▸ WORK ITEM: Reproduce word for word, from the entries below, the line with "repository 1d5386a18572b7f0", the line with "pub mod surface;", and every line between them, and nothing more.

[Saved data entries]
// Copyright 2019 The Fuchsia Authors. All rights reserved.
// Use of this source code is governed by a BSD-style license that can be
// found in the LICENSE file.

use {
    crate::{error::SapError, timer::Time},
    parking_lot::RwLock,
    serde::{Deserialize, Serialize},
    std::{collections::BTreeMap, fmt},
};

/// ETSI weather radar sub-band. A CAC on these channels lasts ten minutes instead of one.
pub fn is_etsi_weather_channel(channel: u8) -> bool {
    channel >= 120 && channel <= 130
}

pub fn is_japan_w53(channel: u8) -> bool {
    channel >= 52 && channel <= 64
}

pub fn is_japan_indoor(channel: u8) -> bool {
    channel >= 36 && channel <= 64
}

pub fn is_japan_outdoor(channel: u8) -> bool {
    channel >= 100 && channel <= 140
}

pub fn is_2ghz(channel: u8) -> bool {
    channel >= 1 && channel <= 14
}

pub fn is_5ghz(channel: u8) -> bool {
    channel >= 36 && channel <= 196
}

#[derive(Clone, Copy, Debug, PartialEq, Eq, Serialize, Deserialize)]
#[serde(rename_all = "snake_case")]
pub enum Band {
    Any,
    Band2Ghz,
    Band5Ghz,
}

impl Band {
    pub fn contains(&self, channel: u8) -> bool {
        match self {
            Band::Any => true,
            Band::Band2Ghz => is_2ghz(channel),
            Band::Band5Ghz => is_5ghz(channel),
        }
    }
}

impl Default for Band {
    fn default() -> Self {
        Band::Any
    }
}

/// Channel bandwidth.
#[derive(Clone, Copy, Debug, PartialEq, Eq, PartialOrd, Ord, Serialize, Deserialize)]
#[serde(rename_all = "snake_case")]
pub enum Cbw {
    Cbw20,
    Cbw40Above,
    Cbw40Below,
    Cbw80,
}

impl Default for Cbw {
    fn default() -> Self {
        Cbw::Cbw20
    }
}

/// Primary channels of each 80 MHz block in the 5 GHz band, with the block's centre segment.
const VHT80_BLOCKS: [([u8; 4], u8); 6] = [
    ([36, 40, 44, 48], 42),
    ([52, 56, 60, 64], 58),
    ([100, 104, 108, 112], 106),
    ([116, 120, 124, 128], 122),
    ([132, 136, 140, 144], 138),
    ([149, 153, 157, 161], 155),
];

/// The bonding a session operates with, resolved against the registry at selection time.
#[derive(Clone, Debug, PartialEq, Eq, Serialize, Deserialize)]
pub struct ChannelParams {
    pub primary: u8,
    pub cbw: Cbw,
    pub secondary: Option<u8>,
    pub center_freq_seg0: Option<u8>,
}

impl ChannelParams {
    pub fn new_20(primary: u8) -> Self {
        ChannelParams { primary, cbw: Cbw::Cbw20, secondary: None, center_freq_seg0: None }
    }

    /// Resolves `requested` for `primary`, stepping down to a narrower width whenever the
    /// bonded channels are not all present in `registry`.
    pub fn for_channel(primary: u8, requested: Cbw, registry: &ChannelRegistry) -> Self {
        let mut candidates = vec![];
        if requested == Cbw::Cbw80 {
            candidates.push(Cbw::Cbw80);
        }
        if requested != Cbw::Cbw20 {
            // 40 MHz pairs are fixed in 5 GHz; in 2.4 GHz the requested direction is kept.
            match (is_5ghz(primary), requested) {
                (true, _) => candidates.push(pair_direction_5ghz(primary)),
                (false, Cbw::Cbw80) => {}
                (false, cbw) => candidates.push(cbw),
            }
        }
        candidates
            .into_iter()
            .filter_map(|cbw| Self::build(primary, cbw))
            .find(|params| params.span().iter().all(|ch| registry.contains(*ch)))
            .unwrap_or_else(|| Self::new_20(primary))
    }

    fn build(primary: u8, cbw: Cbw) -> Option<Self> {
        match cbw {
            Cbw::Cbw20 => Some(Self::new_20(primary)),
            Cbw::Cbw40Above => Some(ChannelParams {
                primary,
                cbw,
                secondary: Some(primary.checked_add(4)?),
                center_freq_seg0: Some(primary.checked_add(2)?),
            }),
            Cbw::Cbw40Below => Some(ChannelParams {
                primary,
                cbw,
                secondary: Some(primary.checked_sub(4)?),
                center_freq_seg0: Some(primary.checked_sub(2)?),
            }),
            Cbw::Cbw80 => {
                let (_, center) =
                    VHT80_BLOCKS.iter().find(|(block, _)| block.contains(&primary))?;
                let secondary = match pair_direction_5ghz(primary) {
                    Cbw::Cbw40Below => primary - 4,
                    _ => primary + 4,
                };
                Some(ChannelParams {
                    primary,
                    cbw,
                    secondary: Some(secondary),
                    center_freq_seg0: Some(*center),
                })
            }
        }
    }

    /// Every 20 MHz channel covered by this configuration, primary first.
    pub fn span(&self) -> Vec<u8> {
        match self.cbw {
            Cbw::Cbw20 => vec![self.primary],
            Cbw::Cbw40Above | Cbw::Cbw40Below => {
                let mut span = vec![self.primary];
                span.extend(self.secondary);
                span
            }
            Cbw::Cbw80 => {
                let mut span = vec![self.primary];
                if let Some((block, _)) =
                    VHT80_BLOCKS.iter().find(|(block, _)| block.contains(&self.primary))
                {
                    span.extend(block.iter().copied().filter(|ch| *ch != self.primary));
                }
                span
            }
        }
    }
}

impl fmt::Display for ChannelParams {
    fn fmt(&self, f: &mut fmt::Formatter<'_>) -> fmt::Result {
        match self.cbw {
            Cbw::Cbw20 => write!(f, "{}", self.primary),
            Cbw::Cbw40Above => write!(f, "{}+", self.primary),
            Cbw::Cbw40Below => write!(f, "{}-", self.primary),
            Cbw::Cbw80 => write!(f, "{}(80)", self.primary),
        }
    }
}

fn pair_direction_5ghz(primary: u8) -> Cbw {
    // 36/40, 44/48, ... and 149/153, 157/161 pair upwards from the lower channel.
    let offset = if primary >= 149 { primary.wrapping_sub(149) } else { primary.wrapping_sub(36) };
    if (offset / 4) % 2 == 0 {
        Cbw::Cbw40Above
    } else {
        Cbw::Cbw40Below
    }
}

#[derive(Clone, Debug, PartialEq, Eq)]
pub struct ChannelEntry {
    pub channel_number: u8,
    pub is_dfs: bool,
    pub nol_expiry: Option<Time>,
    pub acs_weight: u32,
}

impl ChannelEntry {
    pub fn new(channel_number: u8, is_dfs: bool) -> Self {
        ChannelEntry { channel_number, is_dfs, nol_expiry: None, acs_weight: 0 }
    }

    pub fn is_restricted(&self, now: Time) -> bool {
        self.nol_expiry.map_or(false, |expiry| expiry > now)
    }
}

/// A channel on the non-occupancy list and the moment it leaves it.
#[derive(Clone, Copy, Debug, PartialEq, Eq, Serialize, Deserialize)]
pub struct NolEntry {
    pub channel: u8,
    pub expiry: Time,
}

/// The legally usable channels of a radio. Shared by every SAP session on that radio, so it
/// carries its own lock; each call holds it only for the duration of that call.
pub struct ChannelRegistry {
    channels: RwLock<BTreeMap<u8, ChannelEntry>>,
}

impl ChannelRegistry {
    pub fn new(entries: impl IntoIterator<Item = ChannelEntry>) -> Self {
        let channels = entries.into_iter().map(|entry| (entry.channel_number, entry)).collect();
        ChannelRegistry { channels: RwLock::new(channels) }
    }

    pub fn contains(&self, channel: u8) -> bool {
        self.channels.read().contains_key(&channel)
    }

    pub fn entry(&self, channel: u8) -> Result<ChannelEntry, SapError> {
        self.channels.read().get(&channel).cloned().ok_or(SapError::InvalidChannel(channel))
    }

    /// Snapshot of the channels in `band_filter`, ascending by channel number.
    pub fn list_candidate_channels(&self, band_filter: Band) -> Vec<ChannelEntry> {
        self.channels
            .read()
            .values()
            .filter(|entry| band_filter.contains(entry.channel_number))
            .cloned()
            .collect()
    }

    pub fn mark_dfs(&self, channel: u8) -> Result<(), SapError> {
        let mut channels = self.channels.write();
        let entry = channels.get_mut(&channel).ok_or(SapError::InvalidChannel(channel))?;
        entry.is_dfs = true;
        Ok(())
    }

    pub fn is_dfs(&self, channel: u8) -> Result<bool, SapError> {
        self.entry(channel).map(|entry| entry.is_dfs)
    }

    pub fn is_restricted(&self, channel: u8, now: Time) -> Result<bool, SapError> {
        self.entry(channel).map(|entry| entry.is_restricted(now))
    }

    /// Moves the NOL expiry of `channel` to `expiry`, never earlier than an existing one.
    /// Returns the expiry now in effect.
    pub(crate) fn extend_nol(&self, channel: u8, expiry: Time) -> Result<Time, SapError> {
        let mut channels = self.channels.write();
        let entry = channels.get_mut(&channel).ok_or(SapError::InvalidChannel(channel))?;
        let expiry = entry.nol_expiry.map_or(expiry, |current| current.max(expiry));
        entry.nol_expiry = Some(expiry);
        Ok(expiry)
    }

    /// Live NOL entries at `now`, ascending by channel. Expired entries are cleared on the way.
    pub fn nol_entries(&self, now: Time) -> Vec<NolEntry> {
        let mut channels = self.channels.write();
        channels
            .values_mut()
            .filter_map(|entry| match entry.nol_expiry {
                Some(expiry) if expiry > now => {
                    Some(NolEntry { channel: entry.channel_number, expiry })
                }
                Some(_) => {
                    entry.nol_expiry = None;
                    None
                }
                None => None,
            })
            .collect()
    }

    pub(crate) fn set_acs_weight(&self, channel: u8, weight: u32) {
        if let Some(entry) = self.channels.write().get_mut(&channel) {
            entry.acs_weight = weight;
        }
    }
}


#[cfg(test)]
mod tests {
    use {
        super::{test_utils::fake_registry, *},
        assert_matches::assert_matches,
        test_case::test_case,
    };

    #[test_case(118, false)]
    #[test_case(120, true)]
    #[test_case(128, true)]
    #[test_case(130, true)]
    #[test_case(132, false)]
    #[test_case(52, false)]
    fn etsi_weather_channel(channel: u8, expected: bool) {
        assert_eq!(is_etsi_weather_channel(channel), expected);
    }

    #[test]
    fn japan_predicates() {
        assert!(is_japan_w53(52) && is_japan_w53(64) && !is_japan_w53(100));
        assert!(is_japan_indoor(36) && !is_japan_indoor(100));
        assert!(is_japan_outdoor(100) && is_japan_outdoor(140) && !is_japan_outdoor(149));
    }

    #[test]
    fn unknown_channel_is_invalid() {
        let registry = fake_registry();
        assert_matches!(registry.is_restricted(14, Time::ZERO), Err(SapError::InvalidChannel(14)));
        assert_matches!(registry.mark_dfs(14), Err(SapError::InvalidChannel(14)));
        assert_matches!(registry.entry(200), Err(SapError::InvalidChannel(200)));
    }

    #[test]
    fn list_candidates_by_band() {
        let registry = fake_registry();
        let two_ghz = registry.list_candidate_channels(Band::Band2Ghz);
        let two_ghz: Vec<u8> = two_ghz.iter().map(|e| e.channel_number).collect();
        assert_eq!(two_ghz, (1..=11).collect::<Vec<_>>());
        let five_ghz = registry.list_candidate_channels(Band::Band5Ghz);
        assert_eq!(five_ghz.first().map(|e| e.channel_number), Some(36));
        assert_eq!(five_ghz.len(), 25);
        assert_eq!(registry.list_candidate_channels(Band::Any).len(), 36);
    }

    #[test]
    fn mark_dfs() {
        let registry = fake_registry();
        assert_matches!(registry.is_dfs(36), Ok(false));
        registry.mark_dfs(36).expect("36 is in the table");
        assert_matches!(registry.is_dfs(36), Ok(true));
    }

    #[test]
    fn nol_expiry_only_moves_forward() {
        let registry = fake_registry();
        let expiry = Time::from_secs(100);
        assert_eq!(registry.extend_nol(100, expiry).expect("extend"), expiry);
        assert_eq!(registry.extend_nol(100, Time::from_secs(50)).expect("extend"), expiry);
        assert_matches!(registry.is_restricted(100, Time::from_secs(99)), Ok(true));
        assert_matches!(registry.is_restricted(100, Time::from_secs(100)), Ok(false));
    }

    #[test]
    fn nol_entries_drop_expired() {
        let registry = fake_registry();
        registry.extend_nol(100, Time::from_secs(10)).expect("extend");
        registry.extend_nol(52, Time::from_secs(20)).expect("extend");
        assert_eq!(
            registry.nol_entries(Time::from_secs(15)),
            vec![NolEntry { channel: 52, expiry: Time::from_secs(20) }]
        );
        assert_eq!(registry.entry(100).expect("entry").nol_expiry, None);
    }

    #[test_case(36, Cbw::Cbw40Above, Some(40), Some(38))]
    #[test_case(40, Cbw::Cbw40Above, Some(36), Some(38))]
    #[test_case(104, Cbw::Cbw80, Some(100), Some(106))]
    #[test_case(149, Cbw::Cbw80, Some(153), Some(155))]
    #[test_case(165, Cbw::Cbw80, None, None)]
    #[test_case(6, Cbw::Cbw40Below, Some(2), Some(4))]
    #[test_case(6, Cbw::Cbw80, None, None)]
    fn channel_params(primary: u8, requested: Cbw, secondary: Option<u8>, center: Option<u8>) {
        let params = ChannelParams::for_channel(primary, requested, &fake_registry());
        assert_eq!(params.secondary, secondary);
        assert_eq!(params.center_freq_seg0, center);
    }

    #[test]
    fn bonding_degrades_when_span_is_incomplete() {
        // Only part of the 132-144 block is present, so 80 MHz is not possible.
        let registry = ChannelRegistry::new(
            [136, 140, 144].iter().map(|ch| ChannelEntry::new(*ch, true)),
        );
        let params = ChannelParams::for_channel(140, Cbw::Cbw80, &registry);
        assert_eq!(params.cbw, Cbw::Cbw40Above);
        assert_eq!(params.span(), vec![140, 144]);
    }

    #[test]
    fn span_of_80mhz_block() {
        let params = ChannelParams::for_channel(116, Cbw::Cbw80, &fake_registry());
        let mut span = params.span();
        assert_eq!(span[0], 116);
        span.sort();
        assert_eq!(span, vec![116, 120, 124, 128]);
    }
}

* * *

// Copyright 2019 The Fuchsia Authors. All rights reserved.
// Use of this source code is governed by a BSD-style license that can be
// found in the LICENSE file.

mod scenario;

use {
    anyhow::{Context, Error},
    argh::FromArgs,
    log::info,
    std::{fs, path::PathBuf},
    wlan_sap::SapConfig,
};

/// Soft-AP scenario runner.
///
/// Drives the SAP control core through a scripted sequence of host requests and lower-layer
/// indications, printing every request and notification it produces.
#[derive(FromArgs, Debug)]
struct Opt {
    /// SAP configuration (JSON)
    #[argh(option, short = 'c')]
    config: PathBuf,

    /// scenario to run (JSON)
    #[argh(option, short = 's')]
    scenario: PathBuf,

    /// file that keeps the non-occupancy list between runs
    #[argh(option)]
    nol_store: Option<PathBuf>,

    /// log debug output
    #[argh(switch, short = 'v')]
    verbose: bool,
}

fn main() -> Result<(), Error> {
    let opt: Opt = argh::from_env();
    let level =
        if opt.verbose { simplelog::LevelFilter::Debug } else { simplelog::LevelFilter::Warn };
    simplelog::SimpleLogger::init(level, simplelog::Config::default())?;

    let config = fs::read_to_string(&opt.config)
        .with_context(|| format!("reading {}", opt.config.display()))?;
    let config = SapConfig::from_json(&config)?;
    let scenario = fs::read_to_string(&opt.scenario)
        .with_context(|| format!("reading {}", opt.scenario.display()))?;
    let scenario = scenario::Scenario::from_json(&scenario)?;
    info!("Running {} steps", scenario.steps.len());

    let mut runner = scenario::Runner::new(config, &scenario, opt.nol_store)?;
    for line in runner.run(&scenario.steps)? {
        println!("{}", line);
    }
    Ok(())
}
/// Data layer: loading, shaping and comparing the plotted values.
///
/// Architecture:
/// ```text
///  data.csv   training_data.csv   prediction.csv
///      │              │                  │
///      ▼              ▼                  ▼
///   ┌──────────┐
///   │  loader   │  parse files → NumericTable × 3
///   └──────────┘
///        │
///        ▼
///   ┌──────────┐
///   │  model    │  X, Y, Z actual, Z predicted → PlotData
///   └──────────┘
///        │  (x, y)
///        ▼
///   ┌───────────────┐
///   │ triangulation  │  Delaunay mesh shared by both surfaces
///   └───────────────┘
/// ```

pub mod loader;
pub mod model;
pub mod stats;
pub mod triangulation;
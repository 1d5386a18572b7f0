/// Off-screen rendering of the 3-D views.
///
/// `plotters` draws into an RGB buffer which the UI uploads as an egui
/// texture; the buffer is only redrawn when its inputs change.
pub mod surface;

▸ EXPECTED OUTPUT:
repository 1d5386a18572b7f0
/// Off-screen rendering of the 3-D views.
///
/// `plotters` draws into an RGB buffer which the UI uploads as an egui
/// texture; the buffer is only redrawn when its inputs change.
pub mod surface;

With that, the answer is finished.